Lebih lanjut, SPAI menyoroti bahwa pengemudi ojol, taksol (taksi online), dan kurir menanggung berbagai beban operasional harian seperti bahan bakar, pulsa, servis kendaraan, hingga cicilan kendaraan dan perangkat kerja. Dengan potongan yang tinggi dan sistem pembayaran berbasis satuan order, penghasilan mereka jauh dari layak.
SPAI menuntut agar sistem pembayaran per order diganti dengan skema berbasis Upah Minimum Provinsi (UMP)untuk menjamin kepastian pendapatan dan kelayakan hidup. Mereka juga meminta pemerintah untuk menurunkan potongan platform menjadi maksimal 10 persen, atau bahkan menghapusnya.
“Kami ingin upah kami dibayarkan tidak lagi secara satuan order. Kami meminta dibayar sesuai UMP agar ada kepastian pendapatan setiap bulannya,” tegas Lily.
SPAI juga menginginkan keterlibatan serikat pekerja dan komunitas pengemudi dalam setiap proses penyusunan dan pembahasan regulasi yang menyangkut pekerjaan berbasis platform digital.
Selain soal potongan, SPAI menolak berbagai skema internal yang diberlakukan oleh perusahaan platform, seperti slot, aceng (argo goceng), hub, GrabBike Hemat, serta sistem level dan prioritas.
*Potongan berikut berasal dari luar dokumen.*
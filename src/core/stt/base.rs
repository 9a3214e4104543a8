//! Recognition backend interface.

/// Recognition-specific error types
#[derive(Debug, thiserror::Error)]
pub enum RecognitionError {
    /// The upload could not be decoded as audio
    #[error("Invalid audio: {0}")]
    InvalidAudio(String),

    #[error("I/O error: {0}")]
    Io(#[from] std::io::Error),

    #[error("Failed to load recognition model: {0}")]
    ModelLoad(String),

    #[error("Inference failed: {0}")]
    Inference(String),

    #[error("Speech recognition is not configured")]
    NotConfigured,
}

/// Result type for recognition operations
pub type RecognitionResult<T> = Result<T, RecognitionError>;

/// A loaded speech recognition model.
///
/// The model is loaded once at startup and shared read-only; `transcribe`
/// takes `&self` and must keep any scratch state per call. It is a blocking
/// call and belongs on a blocking worker thread.
pub trait SpeechRecognizer: Send + Sync {
    /// Transcribe 16 kHz mono samples in `[-1.0, 1.0]`.
    ///
    /// Returns an empty string when nothing was recognized.
    fn transcribe(&self, samples: &[f32]) -> RecognitionResult<String>;

    /// Short identifier for logs
    fn name(&self) -> &str;
}
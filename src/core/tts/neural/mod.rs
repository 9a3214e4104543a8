//! Neural voice service (Azure Speech REST) synthesis.

mod config;
mod provider;

pub use config::{
    MP3_OUTPUT_FORMAT, NeuralTtsSettings, OUTPUT_FORMAT_HEADER, SUBSCRIPTION_KEY_HEADER,
    build_ssml, escape_xml, regional_endpoint,
};
pub use provider::NeuralTts;
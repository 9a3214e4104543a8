use bytes::Bytes;
use std::fmt;
use std::io::ErrorKind;
use std::path::{Path, PathBuf};
use std::sync::Arc;
use std::time::{Duration, SystemTime};
use thiserror::Error;
use tokio::fs;
use tokio::io::AsyncWriteExt;
use tokio::task::JoinHandle;
use tracing::{debug, info, warn};
use uuid::Uuid;

/// Attempts at finding an unused identifier before giving up.
const MAX_ID_ATTEMPTS: usize = 4;

/// Marker between identifier and extension for in-progress files.
const PARTIAL_MARKER: &str = "part";

/// Errors that can occur during media store operations.
#[derive(Error, Debug)]
pub enum MediaStoreError {
    /// The requested artifact does not exist or the name is not a store name.
    #[error("Media not found: {0}")]
    NotFound(String),

    /// I/O error occurred during filesystem operations.
    #[error("I/O error: {0}")]
    Io(#[from] std::io::Error),

    /// A writer finished without producing any bytes.
    #[error("Artifact is empty: {0}")]
    Empty(String),

    #[error("Could not allocate a unique media identifier")]
    IdExhausted,
}

/// Result type for media store operations.
pub type MediaStoreResult<T> = Result<T, MediaStoreError>;

/// Random 128-bit artifact identifier
#[derive(Debug, Clone, Copy, PartialEq, Eq, Hash)]
pub struct MediaId(Uuid);

impl MediaId {
    pub fn new() -> Self {
        Self(Uuid::new_v4())
    }

    pub fn as_uuid(&self) -> &Uuid {
        &self.0
    }
}

impl Default for MediaId {
    fn default() -> Self {
        Self::new()
    }
}

impl fmt::Display for MediaId {
    fn fmt(&self, f: &mut fmt::Formatter<'_>) -> fmt::Result {
        write!(f, "{}", self.0.hyphenated())
    }
}

/// Container format of a stored artifact
#[derive(Debug, Clone, PartialEq, Eq)]
pub enum AudioFormat {
    Wav,
    Mp3,
    /// Uploaded audio in some other container; holds the sanitized extension
    Other(String),
}

impl AudioFormat {
    /// Derive a format from a file extension, sanitizing unknown ones.
    pub fn from_extension(ext: &str) -> Self {
        let ext = ext.trim().to_ascii_lowercase();
        match ext.as_str() {
            "wav" | "wave" => AudioFormat::Wav,
            "mp3" => AudioFormat::Mp3,
            other
                if !other.is_empty()
                    && other.len() <= 5
                    && other.chars().all(|c| c.is_ascii_alphanumeric()) =>
            {
                AudioFormat::Other(other.to_string())
            }
            _ => AudioFormat::Other("bin".to_string()),
        }
    }

    /// Derive a format from an uploaded file name such as `memo.ogg`.
    pub fn from_file_name(name: Option<&str>) -> Self {
        let ext = name
            .and_then(|n| Path::new(n).extension())
            .and_then(|e| e.to_str())
            .unwrap_or("");
        Self::from_extension(ext)
    }

    pub fn extension(&self) -> &str {
        match self {
            AudioFormat::Wav => "wav",
            AudioFormat::Mp3 => "mp3",
            AudioFormat::Other(ext) => ext,
        }
    }

    pub fn content_type(&self) -> &'static str {
        match self {
            AudioFormat::Wav => "audio/wav",
            AudioFormat::Mp3 => "audio/mpeg",
            AudioFormat::Other(ext) => match ext.as_str() {
                "ogg" | "oga" | "opus" => "audio/ogg",
                "webm" => "audio/webm",
                "flac" => "audio/flac",
                "m4a" | "mp4" | "aac" => "audio/mp4",
                _ => "application/octet-stream",
            },
        }
    }
}

/// An immutable, stored audio file
#[derive(Debug, Clone, PartialEq, Eq)]
pub struct MediaArtifact {
    pub id: MediaId,
    pub format: AudioFormat,
    pub path: PathBuf,
    pub size: u64,
}

impl MediaArtifact {
    /// Public name of the artifact, `<uuid>.<ext>`
    pub fn file_name(&self) -> String {
        format!("{}.{}", self.id, self.format.extension())
    }
}

/// Filesystem-backed artifact store.
///
/// Writes never overwrite another artifact: every `put` or `reserve` allocates
/// a fresh identifier and only renames into place once the content is
/// complete.
#[derive(Debug)]
pub struct MediaStore {
    root: PathBuf,
}

impl MediaStore {
    /// Open (and create if needed) a store rooted at `root`.
    pub async fn open(root: impl Into<PathBuf>) -> MediaStoreResult<Self> {
        let root = root.into();
        fs::create_dir_all(&root).await?;
        debug!("Media store opened at {:?}", root);
        Ok(Self { root })
    }

    pub fn root(&self) -> &Path {
        &self.root
    }

    fn final_path(&self, id: &MediaId, format: &AudioFormat) -> PathBuf {
        self.root.join(format!("{id}.{}", format.extension()))
    }

    // The extension stays last so external tools still infer the container.
    fn partial_path(&self, id: &MediaId, format: &AudioFormat) -> PathBuf {
        self.root
            .join(format!(".{id}.{PARTIAL_MARKER}.{}", format.extension()))
    }

    /// Store `bytes` as a new artifact.
    pub async fn put(&self, bytes: &[u8], format: AudioFormat) -> MediaStoreResult<MediaArtifact> {
        if bytes.is_empty() {
            return Err(MediaStoreError::Empty(format.extension().to_string()));
        }

        for _ in 0..MAX_ID_ATTEMPTS {
            let id = MediaId::new();
            let final_path = self.final_path(&id, &format);
            let temp_path = self.partial_path(&id, &format);

            // Atomic write using temp file
            let mut file = match fs::OpenOptions::new()
                .write(true)
                .create_new(true)
                .open(&temp_path)
                .await
            {
                Ok(file) => file,
                Err(e) if e.kind() == ErrorKind::AlreadyExists => continue,
                Err(e) => return Err(e.into()),
            };

            let written = write_and_sync(&mut file, bytes).await;
            drop(file);

            if let Err(e) = written {
                let _ = fs::remove_file(&temp_path).await;
                return Err(e.into());
            }

            if fs::try_exists(&final_path).await? {
                let _ = fs::remove_file(&temp_path).await;
                continue;
            }
            fs::rename(&temp_path, &final_path).await?;

            debug!("Stored {} bytes as {:?}", bytes.len(), final_path);
            return Ok(MediaArtifact {
                id,
                format,
                path: final_path,
                size: bytes.len() as u64,
            });
        }

        Err(MediaStoreError::IdExhausted)
    }

    /// Reserve a location for an external writer.
    ///
    /// The returned guard exposes a temporary path; the artifact becomes
    /// visible only after [`PendingArtifact::commit`]. Dropping the guard
    /// without committing removes whatever was written.
    pub async fn reserve(&self, format: AudioFormat) -> MediaStoreResult<PendingArtifact> {
        for _ in 0..MAX_ID_ATTEMPTS {
            let id = MediaId::new();
            let final_path = self.final_path(&id, &format);
            let temp_path = self.partial_path(&id, &format);

            if fs::try_exists(&final_path).await? || fs::try_exists(&temp_path).await? {
                continue;
            }

            return Ok(PendingArtifact {
                id,
                format,
                temp_path,
                final_path,
                committed: false,
            });
        }

        Err(MediaStoreError::IdExhausted)
    }

    /// Resolve a public file name to an existing artifact.
    pub async fn lookup(&self, file_name: &str) -> MediaStoreResult<MediaArtifact> {
        let (id, format) = parse_file_name(file_name)
            .ok_or_else(|| MediaStoreError::NotFound(file_name.to_string()))?;
        let path = self.final_path(&id, &format);

        match fs::metadata(&path).await {
            Ok(meta) if meta.is_file() => Ok(MediaArtifact {
                id,
                format,
                path,
                size: meta.len(),
            }),
            Ok(_) => Err(MediaStoreError::NotFound(file_name.to_string())),
            Err(e) if e.kind() == ErrorKind::NotFound => {
                Err(MediaStoreError::NotFound(file_name.to_string()))
            }
            Err(e) => Err(e.into()),
        }
    }

    /// Read an artifact's bytes by its public file name.
    pub async fn get(&self, file_name: &str) -> MediaStoreResult<Bytes> {
        let artifact = self.lookup(file_name).await?;
        match fs::read(&artifact.path).await {
            Ok(data) => Ok(Bytes::from(data)),
            Err(e) if e.kind() == ErrorKind::NotFound => {
                Err(MediaStoreError::NotFound(file_name.to_string()))
            }
            Err(e) => Err(e.into()),
        }
    }

    /// Delete an artifact. Missing files are not an error.
    pub async fn remove(&self, artifact: &MediaArtifact) -> MediaStoreResult<()> {
        match fs::remove_file(&artifact.path).await {
            Ok(()) => {
                debug!("Removed media artifact {}", artifact.file_name());
                Ok(())
            }
            Err(e) if e.kind() == ErrorKind::NotFound => Ok(()),
            Err(e) => Err(e.into()),
        }
    }

    /// Delete every file older than `max_age`, including abandoned partials.
    ///
    /// Returns the number of files removed.
    pub async fn sweep_expired(&self, max_age: Duration) -> MediaStoreResult<usize> {
        let now = SystemTime::now();
        let mut removed = 0;
        let mut entries = fs::read_dir(&self.root).await?;

        while let Some(entry) = entries.next_entry().await? {
            let meta = match entry.metadata().await {
                Ok(meta) if meta.is_file() => meta,
                _ => continue,
            };
            let age = meta
                .modified()
                .ok()
                .and_then(|modified| now.duration_since(modified).ok())
                .unwrap_or_default();

            if age > max_age {
                match fs::remove_file(entry.path()).await {
                    Ok(()) => removed += 1,
                    Err(e) if e.kind() == ErrorKind::NotFound => {}
                    Err(e) => warn!("Failed to sweep {:?}: {}", entry.path(), e),
                }
            }
        }

        Ok(removed)
    }

    /// Run [`sweep_expired`](Self::sweep_expired) every `interval` until the
    /// task is aborted.
    pub fn spawn_sweeper(
        self: Arc<Self>,
        max_age: Duration,
        interval: Duration,
    ) -> JoinHandle<()> {
        tokio::spawn(async move {
            let mut ticker = tokio::time::interval(interval);
            loop {
                ticker.tick().await;
                match self.sweep_expired(max_age).await {
                    Ok(0) => {}
                    Ok(count) => info!("Swept {} expired media files", count),
                    Err(e) => warn!("Media sweep failed: {}", e),
                }
            }
        })
    }
}

async fn write_and_sync(file: &mut fs::File, bytes: &[u8]) -> std::io::Result<()> {
    file.write_all(bytes).await?;
    file.sync_all().await
}

/// Parse `<uuid>.<ext>` into its parts. Anything else is rejected, which also
/// rules out path separators and parent references.
fn parse_file_name(name: &str) -> Option<(MediaId, AudioFormat)> {
    let (stem, ext) = name.split_once('.')?;
    let uuid = Uuid::parse_str(stem).ok()?;
    if stem != uuid.hyphenated().to_string() {
        return None;
    }
    let format = AudioFormat::from_extension(ext);
    if format.extension() != ext {
        return None;
    }
    Some((MediaId(uuid), format))
}

/// A reserved, not yet visible artifact location.
#[derive(Debug)]
pub struct PendingArtifact {
    id: MediaId,
    format: AudioFormat,
    temp_path: PathBuf,
    final_path: PathBuf,
    committed: bool,
}

impl PendingArtifact {
    /// Path an external writer should produce its output at
    pub fn path(&self) -> &Path {
        &self.temp_path
    }

    pub fn format(&self) -> &AudioFormat {
        &self.format
    }

    /// Publish the written file as an artifact.
    ///
    /// Fails with [`MediaStoreError::Empty`] when nothing (or zero bytes) was
    /// written; the partial file is cleaned up either way.
    pub async fn commit(mut self) -> MediaStoreResult<MediaArtifact> {
        let size = match fs::metadata(&self.temp_path).await {
            Ok(meta) => meta.len(),
            Err(e) if e.kind() == ErrorKind::NotFound => 0,
            Err(e) => return Err(e.into()),
        };
        if size == 0 {
            return Err(MediaStoreError::Empty(self.id.to_string()));
        }

        fs::rename(&self.temp_path, &self.final_path).await?;
        self.committed = true;

        Ok(MediaArtifact {
            id: self.id,
            format: self.format.clone(),
            path: self.final_path.clone(),
            size,
        })
    }
}

impl Drop for PendingArtifact {
    fn drop(&mut self) {
        if !self.committed {
            let _ = std::fs::remove_file(&self.temp_path);
        }
    }
}

/// A stored artifact owned by a single request.
///
/// The file is deleted by [`ScopedArtifact::discard`], or when the guard is
/// dropped, so a cancelled request does not leave it behind.
#[derive(Debug)]
pub struct ScopedArtifact {
    artifact: MediaArtifact,
    discarded: bool,
}

impl ScopedArtifact {
    pub fn new(artifact: MediaArtifact) -> Self {
        Self {
            artifact,
            discarded: false,
        }
    }

    pub fn artifact(&self) -> &MediaArtifact {
        &self.artifact
    }

    /// Delete the artifact from `store`.
    pub async fn discard(mut self, store: &MediaStore) -> MediaStoreResult<()> {
        self.discarded = true;
        store.remove(&self.artifact).await
    }
}

impl Drop for ScopedArtifact {
    fn drop(&mut self) {
        if self.discarded {
            return;
        }
        match std::fs::remove_file(&self.artifact.path) {
            Ok(()) => debug!("Removed abandoned artifact {}", self.artifact.file_name()),
            Err(e) if e.kind() == ErrorKind::NotFound => {}
            Err(e) => warn!("Failed to remove {}: {}", self.artifact.file_name(), e),
        }
    }
}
Mereka menilai sistem tersebut diskriminatif karena hanya pengemudi tertentu yang mendapatkan prioritas order.
Baca Juga: Kenaikan Tarif Ojol Tak Menjawab Persoalan Utama dalam Ekosistem Transportasi Digital
“Kebijakan ini tidak adil. Pengemudi yang tidak ikut skema-skema itu sulit mendapatkan order,” tambah Lily.
SPAI juga meminta Kementerian Perhubungan untuk menghapus klausul “hubungan kemitraan” dalam regulasi mereka. Sebab, dalam sidang International Labour Conference (ILC) ke-113 yang digelar oleh ILO di Jenewa pada Juni lalu, seluruh negara anggota sepakat menggunakan istilah pekerja platform untuk pengemudi berbasis aplikasi digital.
SPAI mendesak agar Kementerian Ketenagakerjaan segera mengadopsi ketentuan internasional tersebut ke dalam regulasi nasional seperti RUU Ketenagakerjaan, agar status pekerja platform diakui secara hukum dan memperoleh hak-hak dasar ketenagakerjaan.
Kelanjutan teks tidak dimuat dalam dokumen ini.